Quien le caliente la cabeza
antes de subirse al paredón que instaló en el Salón de la Tesorería en el
Palacio Nacional, es a quien más debería de reclamarle que lo coloque en una
situación que a nadie, empezando por él, ayuda. El presidente ha utilizado la
mañanera para controlar la agenda y construir consenso para gobernar, pero la
forma como lo hace ha llevado a que no controle la agenda -domina el tiempo de
exposición, pero los temas de coyuntura los coloca la prensa, que muchas veces
lo arrollan en la arena pública-, ni tenga el consenso necesario para un gobernante,
particularmente en situaciones tan complejas y delicadas como las que vive
México y su gobierno.
El consenso que solidifica
todas las mañanas López Obrador es con sus clientelas incondicionales, que lo
respaldarán incluso hasta la ignominia. Ellos son importantes en elecciones,
pero insuficientes para gobernar. La construcción del consenso no puede ser
dinamitado todos los días. Requiere el apoyo nacional real, donde cabe la
discrepancia, para que comprometa a todos los sectores a respaldar el cambio
radical que desea para el país. Muchas cosas que plantea son necesarias y se
habían convertido en indispensables para sanear la vida pública, pero la forma,
no el fondo, es lo que lo acota al prevalecer su carácter mercurial sobre su
cabeza. Maneja un modelo más apegado a las mayorías populistas -que se dan con
mayor frecuencia en los regímenes parlamentarios-, que a la democracia
madisoniana, que busca siempre los consensos para afinar la toma de decisiones.
Cualquiera de los dos es
funcional y puede ser eficiente, pero dentro de un marco de análisis
convencional. López Obrador es todo menos convencional. Muy pragmático, cuenta
con la legitimidad de los años de lucha política y de las urnas, para poder
moverse entre las tormentas, a veces sumido en contradicciones, sin que tenga
costo político en su fuerza para gobernar. Pero como él mismo lo reconoce, el
apoyo popular que hoy respalda a su personalidad, no será para siempre. Lo que
hace, lo definió nítidamente Sergio Aguayo, quien el lunes escribió en su
colaboración en Reformaal hablar de la mesura ante el presidente Donald Trump y
la derrota ideológica de la 4T, que la actitud de López Obrador es “rijosa en
el interior y sumisa hacia el exterior”.
Rijoso es una persona
conflictiva, que pelea. Ese es López Obrador, mediante la percepción construida
y proyectada a nivel nacional en la mañanera. Eso no le conviene a él, a su
gobierno o al país entero. Los mexicanos siempre andamos en busca de un líder,
y difícilmente habrá alguien que vivió un presidente con sus cualidades de
liderazgo. Pero ese líder tiene que ser para todos, no sólo para una minoría,
que aprecien y respalden su energía y voluntad política para cambiar las cosas.

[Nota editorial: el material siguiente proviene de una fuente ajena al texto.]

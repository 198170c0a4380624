//! Scene-change metric based on colour histogram distance.

use image::RgbImage;

use vreel_models::{MetricKind, MIN_SCORE};

use super::{FrameMetric, Measurement};
use crate::frame::Frame;

/// Scale applied to the histogram distance before clamping.
const SCENE_GAIN: f64 = 10.0;

/// Scores colour distribution change between two sampled frames and flags
/// hard cuts.
#[derive(Debug, Clone)]
pub struct SceneChangeMetric {
    bins_per_channel: u32,
    cut_threshold: f64,
}

impl SceneChangeMetric {
    pub fn new(bins_per_channel: u32, cut_threshold: f64) -> Self {
        Self {
            bins_per_channel: bins_per_channel.clamp(2, 64),
            cut_threshold,
        }
    }

    pub fn cut_threshold(&self) -> f64 {
        self.cut_threshold
    }

    /// Raw histogram distance between two frames, in `[0, 1]`.
    pub fn distance(&self, previous: &RgbImage, current: &RgbImage) -> f64 {
        let h1 = color_histogram(previous, self.bins_per_channel);
        let h2 = color_histogram(current, self.bins_per_channel);
        chi_squared_distance(&h1, &h2)
    }

    /// Map a histogram distance onto the score range.
    pub fn score_distance(distance: f64) -> f64 {
        MIN_SCORE + distance * SCENE_GAIN
    }
}

impl Default for SceneChangeMetric {
    fn default() -> Self {
        Self::new(8, 0.3)
    }
}

impl FrameMetric for SceneChangeMetric {
    fn kind(&self) -> MetricKind {
        MetricKind::Scene
    }

    fn measure(&self, previous: Option<&Frame>, current: &Frame) -> Option<Measurement> {
        let previous = previous?;
        let distance = self.distance(&previous.image, &current.image);
        Some(Measurement::score(Self::score_distance(distance)).with_cut(distance > self.cut_threshold))
    }
}

/// RGB histogram with `bins^3` entries normalised to unit mass.
pub fn color_histogram(image: &RgbImage, bins: u32) -> Vec<f64> {
    let bins = bins as usize;
    let mut histogram = vec![0.0; bins * bins * bins];

    for pixel in image.pixels() {
        let [r, g, b] = pixel.0;
        let r_bin = (r as usize * bins) / 256;
        let g_bin = (g as usize * bins) / 256;
        let b_bin = (b as usize * bins) / 256;
        histogram[r_bin * bins * bins + g_bin * bins + b_bin] += 1.0;
    }

    let total: f64 = histogram.iter().sum();
    if total > 0.0 {
        for val in &mut histogram {
            *val /= total;
        }
    }
    histogram
}

/// Symmetric chi-squared distance between two normalised histograms.
///
/// Returns a value in `[0, 1]`: 0 for identical distributions, 1 for
/// disjoint ones.
pub fn chi_squared_distance(h1: &[f64], h2: &[f64]) -> f64 {
    const EPSILON: f64 = 1e-10;

    if h1.len() != h2.len() {
        return 1.0;
    }

    let mut distance = 0.0;
    for (a, b) in h1.iter().zip(h2.iter()) {
        let sum = a + b + EPSILON;
        let diff = a - b;
        distance += (diff * diff) / sum;
    }

    (distance / 2.0).clamp(0.0, 1.0)
}

#[cfg(test)]
mod tests {
    use super::*;
    use crate::frame::test_frames;

    #[test]
    fn test_histogram_is_normalised() {
        let frame = test_frames::noise(0, 40, 30, 1);
        let hist = color_histogram(&frame.image, 8);
        assert_eq!(hist.len(), 512);
        let total: f64 = hist.iter().sum();
        assert!((total - 1.0).abs() < 1e-9);
    }

    #[test]
    fn test_chi_squared_bounds() {
        let a = vec![0.5, 0.5, 0.0, 0.0];
        let b = vec![0.0, 0.0, 0.5, 0.5];
        assert!(chi_squared_distance(&a, &a) < 1e-9);
        assert!((chi_squared_distance(&a, &b) - 1.0).abs() < 1e-6);
        assert_eq!(chi_squared_distance(&a, &[1.0]), 1.0);
    }

    #[test]
    fn test_small_change_is_not_a_cut() {
        let metric = SceneChangeMetric::default();
        let a = test_frames::solid(0, 16, 16, [100, 100, 100]);
        let mut b = a.clone();
        // Recolour one row out of sixteen
        for x in 0..16 {
            b.image.put_pixel(x, 0, image::Rgb([250, 20, 20]));
        }

        let m = metric.measure(Some(&a), &b).unwrap();
        assert!(!m.scene_cut);
        assert!(m.score > 1.0 && m.score < 3.0, "score = {}", m.score);
    }

    #[test]
    fn test_disjoint_frames_cut() {
        let metric = SceneChangeMetric::default();
        let a = test_frames::solid(0, 16, 16, [0, 0, 0]);
        let b = test_frames::solid(1, 16, 16, [255, 255, 255]);

        let m = metric.measure(Some(&a), &b).unwrap();
        assert!(m.scene_cut);
        assert_eq!(m.score, 10.0);
    }
}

Se requiere convencer no amedrentar, persuadir a quienes discrepen con él pero
sin amagos ni amenazas. Si así lo hiciera, muchos que hoy lo ven con temor, le
darán el apoyo, que tampoco debe regatear. Temple y calma se necesita de López
Obrador, que a cambio obtendrá lo que requiere para su éxito sexenal, respaldo
y respeto nacional.
NOTA: Alejandro
Díaz de León asumió la dirección del Banco Mexicano de Comercio Exterior el 25
de noviembre, un mes después de que se aprobara la transacción financiera para
la compra de Fertinal, por lo que no participó en el proceso de esa operación,
como se reportó en esta columna el miércoles.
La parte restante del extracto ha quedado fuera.